ADP's survey isn't the only research to find that employee expectations have jumped due to a confluence of factors, from high inflation to COVID-19. MetLife's annual employee benefits study, released in March, found that heightened expectations are increasing employees' dissatisfaction with their benefits.

"Since the start of the pandemic, employee demands have been on a sharp incline," Missy Plohr-Memming, senior vice president for national accounts sales and group benefits at MetLife, recently told SHRM Online, explaining that MetLife research shows the average number of employee "must-have" benefits increased from 6.6 in 2020 (pre-pandemic) to 8.3 in 2023. Those benefits include stalwarts such as health insurance, paid leave and retirement plans, but also newer options like financial wellness, employee assistance programs and stress management.

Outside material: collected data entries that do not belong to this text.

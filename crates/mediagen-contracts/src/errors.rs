use std::fmt;
use std::time::Duration;

use serde::Serialize;
use serde_json::{Map, Value};

use crate::models::InterfaceMode;
use crate::platforms::PlatformId;

const REDACTED: &str = "<redacted>";
const MAX_DIAGNOSTIC_STRING_CHARS: usize = 256;

/// Outbound request snapshot attached to remote and transport failures.
///
/// Header values that look like secrets are replaced before the snapshot is
/// stored, so the error can be logged or printed as-is.
#[derive(Debug, Clone, PartialEq, Serialize)]
pub struct RequestDiagnostics {
    pub method: String,
    pub url: String,
    pub headers: Vec<(String, String)>,
    pub body: Option<Value>,
}

impl RequestDiagnostics {
    pub fn new(
        method: impl Into<String>,
        url: impl Into<String>,
        headers: &[(String, String)],
        body: Option<&Value>,
    ) -> Self {
        Self {
            method: method.into(),
            url: url.into(),
            headers: headers
                .iter()
                .map(|(name, value)| {
                    if is_secret_header(name) {
                        (name.clone(), REDACTED.to_string())
                    } else {
                        (name.clone(), value.clone())
                    }
                })
                .collect(),
            body: body.map(abbreviate_payload),
        }
    }
}

impl fmt::Display for RequestDiagnostics {
    fn fmt(&self, f: &mut fmt::Formatter<'_>) -> fmt::Result {
        write!(f, "{} {}", self.method, self.url)
    }
}

fn is_secret_header(name: &str) -> bool {
    let lowered = name.trim().to_ascii_lowercase();
    lowered == "authorization"
        || lowered == "proxy-authorization"
        || lowered.contains("key")
        || lowered.contains("token")
        || lowered.contains("secret")
}

fn abbreviate_payload(value: &Value) -> Value {
    match value {
        Value::String(text) if text.starts_with("data:") => {
            let head = text.split(',').next().unwrap_or("data:");
            Value::String(format!("{head},<{} chars omitted>", text.len()))
        }
        Value::String(text) if text.chars().count() > MAX_DIAGNOSTIC_STRING_CHARS => {
            let cut = text
                .chars()
                .take(MAX_DIAGNOSTIC_STRING_CHARS)
                .collect::<String>();
            Value::String(cut + "…")
        }
        Value::Array(rows) => Value::Array(rows.iter().map(abbreviate_payload).collect()),
        Value::Object(map) => {
            let mut out = Map::new();
            for (key, row) in map {
                out.insert(key.clone(), abbreviate_payload(row));
            }
            Value::Object(out)
        }
        _ => value.clone(),
    }
}

/// Stable label for each error class, used in logs, events and CLI output.
#[derive(Debug, Clone, Copy, PartialEq, Eq, Serialize)]
#[serde(rename_all = "snake_case")]
pub enum ErrorKind {
    Validation,
    Credential,
    UnsupportedOperation,
    Protocol,
    Remote,
    Transport,
    Timeout,
    Canceled,
    UnknownPlatform,
    UnknownModel,
}

impl ErrorKind {
    pub fn as_str(&self) -> &'static str {
        match self {
            Self::Validation => "validation",
            Self::Credential => "credential",
            Self::UnsupportedOperation => "unsupported_operation",
            Self::Protocol => "protocol",
            Self::Remote => "remote",
            Self::Transport => "transport",
            Self::Timeout => "timeout",
            Self::Canceled => "canceled",
            Self::UnknownPlatform => "unknown_platform",
            Self::UnknownModel => "unknown_model",
        }
    }
}

impl fmt::Display for ErrorKind {
    fn fmt(&self, f: &mut fmt::Formatter<'_>) -> fmt::Result {
        f.write_str(self.as_str())
    }
}

#[derive(Debug, Clone, thiserror::Error)]
pub enum GenerationError {
    #[error("invalid parameters: {0}")]
    Validation(String),

    #[error("credentials for {platform} rejected: {reason}")]
    Credential { platform: PlatformId, reason: String },

    #[error("{platform} model '{model}' does not support {mode} execution")]
    UnsupportedOperation {
        platform: PlatformId,
        model: String,
        mode: InterfaceMode,
    },

    #[error("{platform} violated its response contract: {message}")]
    Protocol { platform: PlatformId, message: String },

    #[error("{}", remote_message(.message, .status))]
    Remote {
        message: String,
        status: Option<u16>,
        request: Option<Box<RequestDiagnostics>>,
    },

    #[error("no response from {}: {message}", transport_target(.request))]
    Transport {
        message: String,
        request: Option<Box<RequestDiagnostics>>,
    },

    #[error("job {job_id} still running after {:.1}s", .waited.as_secs_f64())]
    Timeout { job_id: String, waited: Duration },

    #[error("{}", canceled_message(.job_id))]
    Canceled { job_id: Option<String> },

    #[error("unknown platform '{0}'")]
    UnknownPlatform(String),

    #[error("unknown model '{model}' for platform {platform}")]
    UnknownModel { platform: PlatformId, model: String },
}

fn remote_message(message: &str, status: &Option<u16>) -> String {
    match status {
        Some(code) => format!("remote error ({code}): {message}"),
        None => format!("remote error: {message}"),
    }
}

fn transport_target(request: &Option<Box<RequestDiagnostics>>) -> String {
    request
        .as_ref()
        .map(|diagnostics| diagnostics.to_string())
        .unwrap_or_else(|| "remote".to_string())
}

fn canceled_message(job_id: &Option<String>) -> String {
    match job_id {
        Some(id) => format!("invocation canceled while job {id} was in flight"),
        None => "invocation canceled".to_string(),
    }
}

impl GenerationError {
    pub fn validation(message: impl Into<String>) -> Self {
        Self::Validation(message.into())
    }

    pub fn credential(platform: PlatformId, reason: impl Into<String>) -> Self {
        Self::Credential {
            platform,
            reason: reason.into(),
        }
    }

    pub fn protocol(platform: PlatformId, message: impl Into<String>) -> Self {
        Self::Protocol {
            platform,
            message: message.into(),
        }
    }

    pub fn kind(&self) -> ErrorKind {
        match self {
            Self::Validation(_) => ErrorKind::Validation,
            Self::Credential { .. } => ErrorKind::Credential,
            Self::UnsupportedOperation { .. } => ErrorKind::UnsupportedOperation,
            Self::Protocol { .. } => ErrorKind::Protocol,
            Self::Remote { .. } => ErrorKind::Remote,
            Self::Transport { .. } => ErrorKind::Transport,
            Self::Timeout { .. } => ErrorKind::Timeout,
            Self::Canceled { .. } => ErrorKind::Canceled,
            Self::UnknownPlatform(_) => ErrorKind::UnknownPlatform,
            Self::UnknownModel { .. } => ErrorKind::UnknownModel,
        }
    }

    pub fn request(&self) -> Option<&RequestDiagnostics> {
        match self {
            Self::Remote { request, .. } | Self::Transport { request, .. } => request.as_deref(),
            _ => None,
        }
    }

    /// JSON view for event logs and the partial-failure pass-through.
    pub fn to_value(&self) -> Value {
        let mut out = Map::new();
        out.insert(
            "kind".to_string(),
            Value::String(self.kind().as_str().to_string()),
        );
        out.insert("message".to_string(), Value::String(self.to_string()));
        if let Self::Remote {
            status: Some(code), ..
        } = self
        {
            out.insert("status".to_string(), Value::Number((*code).into()));
        }
        if let Some(request) = self.request() {
            out.insert(
                "request".to_string(),
                serde_json::to_value(request).unwrap_or(Value::Null),
            );
        }
        Value::Object(out)
    }
}

#[cfg(test)]
mod tests {
    use serde_json::json;

    use super::*;

    #[test]
    fn diagnostics_redact_secret_headers() {
        let headers = vec![
            ("Authorization".to_string(), "Bearer r8_secret".to_string()),
            ("X-Api-Key".to_string(), "abc".to_string()),
            ("Prefer".to_string(), "wait=60".to_string()),
        ];
        let diagnostics = RequestDiagnostics::new("POST", "https://x/y", &headers, None);
        assert_eq!(
            diagnostics.headers,
            vec![
                ("Authorization".to_string(), "<redacted>".to_string()),
                ("X-Api-Key".to_string(), "<redacted>".to_string()),
                ("Prefer".to_string(), "wait=60".to_string()),
            ]
        );
    }

    #[test]
    fn diagnostics_abbreviate_data_urls() {
        let body = json!({
            "input": {
                "prompt": "a red fox",
                "start_image": format!("data:image/png;base64,{}", "A".repeat(4000)),
            }
        });
        let diagnostics = RequestDiagnostics::new("POST", "https://x/y", &[], Some(&body));
        let image = diagnostics.body.as_ref().unwrap()["input"]["start_image"]
            .as_str()
            .unwrap_or_default()
            .to_string();
        assert!(image.starts_with("data:image/png;base64,<"));
        assert!(image.len() < 100);
        assert_eq!(
            diagnostics.body.as_ref().unwrap()["input"]["prompt"],
            json!("a red fox")
        );
    }

    #[test]
    fn remote_error_value_carries_status_and_request() {
        let err = GenerationError::Remote {
            message: "NSFW content detected".to_string(),
            status: Some(422),
            request: Some(Box::new(RequestDiagnostics::new(
                "POST",
                "https://api.replicate.com/v1/predictions",
                &[],
                None,
            ))),
        };
        assert_eq!(err.kind(), ErrorKind::Remote);
        assert_eq!(err.to_string(), "remote error (422): NSFW content detected");
        let value = err.to_value();
        assert_eq!(value["kind"], json!("remote"));
        assert_eq!(value["status"], json!(422));
        assert_eq!(value["request"]["method"], json!("POST"));
    }

    #[test]
    fn unsupported_operation_message_names_mode() {
        let err = GenerationError::UnsupportedOperation {
            platform: PlatformId::Fal,
            model: "kling-video".to_string(),
            mode: InterfaceMode::Sync,
        };
        assert_eq!(
            err.to_string(),
            "fal model 'kling-video' does not support sync execution"
        );
    }
}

"While employers have made efforts to expand their benefits offerings, they simply have not been able to meet employees' evolving expectations quickly enough," Plohr-Memming said. MetLife research proves as much: 61 percent of employees say they are interested in benefits that their employer does not currently offer, an increase of 3 percentage points from 2022.

HR executives say they are aware that employees want more from their employers. Thomson Reuters Chief People Officer Mary Alice Vuicic, for instance, said the media giant's employees have been asking for enhanced benefits, better work/life balance and more flexibility.

As workers remain consistent in wanting increased pay, flexibility and a positive workplace culture, Richardson said the onus is on employers to meet workers' needs while also paying attention to challenges in the workplace.

"Forward-thinking leaders will need to find ways to help safeguard workers' financial health while bolstering their professional development," she said.